*Your goal:*
Exactly reproduce the data from its first line through the line with "use std::str::FromStr;", leaving out every line after it.
*** Begin section ***
//! Search configuration: struct, defaults, TOML loading and environment
//! overrides.
//!
//! Settings are resolved with the following priority (highest first):
//!
//! 1. Environment variables (`MOSAIC_MCTS_<KEY>`)
//! 2. TOML file (`MOSAIC_CONFIG` path, then the search path list)
//! 3. Built-in defaults

use std::path::Path;
use std::str::FromStr;
use std::time::Duration;

use serde::Deserialize;
use tracing::{debug, info, warn};

/// Rollout policy and reward composition.
#[derive(Debug, Clone, Copy, Default, PartialEq, Eq, Deserialize)]
#[serde(rename_all = "lowercase")]
pub enum Difficulty {
    /// Uniformly random rollouts, reward from the pre-rollout state only.
    Easy,
    /// Deterministic greedy rollouts (always the top-ranked candidate),
    /// reward = pre-rollout + terminal evaluation.
    #[default]
    Hard,
}

impl FromStr for Difficulty {
    type Err = String;

    fn from_str(s: &str) -> Result<Self, Self::Err> {
        match s.to_ascii_lowercase().as_str() {
            "easy" => Ok(Difficulty::Easy),
            "hard" => Ok(Difficulty::Hard),
            other => Err(format!("unknown difficulty: {other}")),
        }
    }
}

// ============================================================================
// Serde default functions (required for #[serde(default = "...")])
// ============================================================================

fn d_difficulty() -> Difficulty {
    Difficulty::default()
}
fn d_iterations_per_batch() -> usize {
    20
}
fn d_min_iterations() -> usize {
    200
}
fn d_min_think_time_ms() -> u64 {
    1000
}
fn d_exploration_constant() -> f64 {
    2.0 * std::f64::consts::SQRT_2
}

/// Configuration for the search scheduler and engine.
#[derive(Debug, Clone, Deserialize)]
pub struct SearchConfig {
    /// Difficulty controlling the rollout policy and reward composition.
    #[serde(default = "d_difficulty")]
    pub difficulty: Difficulty,

    /// Engine iterations run per `step` call. Bounds how long a single
    /// frame is blocked by the search.
    #[serde(default = "d_iterations_per_batch")]
    pub iterations_per_batch: usize,

    /// Iteration floor before a move may commit.
    #[serde(default = "d_min_iterations")]
    pub min_iterations: usize,

    /// Minimum elapsed "thinking" time before a move may commit, in
    /// milliseconds. Purely a UX delay so computer players do not act
    /// instantly.
    #[serde(default = "d_min_think_time_ms")]
    pub min_think_time_ms: u64,

    /// UCB1 exploration constant `C`.
    #[serde(default = "d_exploration_constant")]
    pub exploration_constant: f64,
}

impl Default for SearchConfig {
    fn default() -> Self {
        Self {
            difficulty: d_difficulty(),
            iterations_per_batch: d_iterations_per_batch(),
            min_iterations: d_min_iterations(),
            min_think_time_ms: d_min_think_time_ms(),
            exploration_constant: d_exploration_constant(),
        }
    }
}

impl SearchConfig {
    /// Create a fast config for testing: tiny floors, no thinking delay.
    pub fn for_testing() -> Self {
        Self {
            min_iterations: 20,
            min_think_time_ms: 0,
            ..Self::default()
        }
    }

    /// Builder pattern: set difficulty.
    pub fn with_difficulty(mut self, difficulty: Difficulty) -> Self {
        self.difficulty = difficulty;
        self
    }

    /// Builder pattern: set iterations per batch.
    pub fn with_iterations_per_batch(mut self, n: usize) -> Self {
        self.iterations_per_batch = n;
        self
    }

    /// Builder pattern: set the iteration commit floor.
    pub fn with_min_iterations(mut self, n: usize) -> Self {
        self.min_iterations = n;
        self
    }

    /// Builder pattern: set the minimum thinking time.
    pub fn with_min_think_time(mut self, d: Duration) -> Self {
        self.min_think_time_ms = d.as_millis() as u64;
        self
    }

    /// Builder pattern: set the UCB1 exploration constant.
    pub fn with_exploration_constant(mut self, c: f64) -> Self {
        self.exploration_constant = c;
        self
    }

    /// The minimum thinking time as a `Duration`.
    pub fn min_think_time(&self) -> Duration {
        Duration::from_millis(self.min_think_time_ms)
    }
}

/// Standard locations to search for the config file.
pub const CONFIG_SEARCH_PATHS: &[&str] = &["mosaic.toml", "../mosaic.toml"];

/// Load the search configuration.
///
/// Searches in the following order:
/// 1. Path specified by the `MOSAIC_CONFIG` environment variable
/// 2. The entries of [`CONFIG_SEARCH_PATHS`]
///
/// After loading, `MOSAIC_MCTS_*` environment overrides are applied. A
/// missing or malformed file falls back to defaults with a warning; the
/// host loop must never crash over configuration.
pub fn load_config() -> SearchConfig {
    if let Ok(path) = std::env::var("MOSAIC_CONFIG") {
        let path = Path::new(&path);
        if path.exists() {
            info!("loading config from MOSAIC_CONFIG: {}", path.display());
            return load_from_path(path);
        }
        warn!(
            "MOSAIC_CONFIG={} not found, searching defaults",
            path.display()
        );
    }

    for path_str in CONFIG_SEARCH_PATHS {
        let path = Path::new(path_str);
        if path.exists() {
            info!("loading config from {}", path.display());
            return load_from_path(path);
        }
    }

    debug!("no config file found, using built-in defaults");
    apply_env_overrides(SearchConfig::default())
}

/// Load configuration from a specific path.
pub fn load_from_path(path: &Path) -> SearchConfig {
    match std::fs::read_to_string(path) {
        Ok(content) => match toml::from_str(&content) {
            Ok(config) => apply_env_overrides(config),
            Err(e) => {
                warn!("failed to parse {}: {}, using defaults", path.display(), e);
                apply_env_overrides(SearchConfig::default())
            }
        },
        Err(e) => {
            warn!("failed to read {}: {}, using defaults", path.display(), e);
            apply_env_overrides(SearchConfig::default())
        }
    }
}

/// Macro to reduce env override boilerplate
macro_rules! env_override {
    ($config:expr, $field:ident, $key:expr) => {
        if let Ok(v) =
            std::env::var($key).and_then(|s| s.parse().map_err(|_| std::env::VarError::NotPresent))
        {
            $config.$field = v;
        }
    };
}

/// Apply environment variable overrides to a configuration.
///
/// Environment variables follow the pattern: `MOSAIC_MCTS_<KEY>`.
pub fn apply_env_overrides(mut config: SearchConfig) -> SearchConfig {
    env_override!(config, difficulty, "MOSAIC_MCTS_DIFFICULTY");
    env_override!(
        config,
        iterations_per_batch,
        "MOSAIC_MCTS_ITERATIONS_PER_BATCH"
    );
    env_override!(config, min_iterations, "MOSAIC_MCTS_MIN_ITERATIONS");
    env_override!(config, min_think_time_ms, "MOSAIC_MCTS_MIN_THINK_TIME_MS");
    env_override!(
        config,
        exploration_constant,
        "MOSAIC_MCTS_EXPLORATION_CONSTANT"
    );
    config
}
*** End section ***
*Written solution:*
//! Search configuration: struct, defaults, TOML loading and environment
//! overrides.
//!
//! Settings are resolved with the following priority (highest first):
//!
//! 1. Environment variables (`MOSAIC_MCTS_<KEY>`)
//! 2. TOML file (`MOSAIC_CONFIG` path, then the search path list)
//! 3. Built-in defaults

use std::path::Path;
use std::str::FromStr;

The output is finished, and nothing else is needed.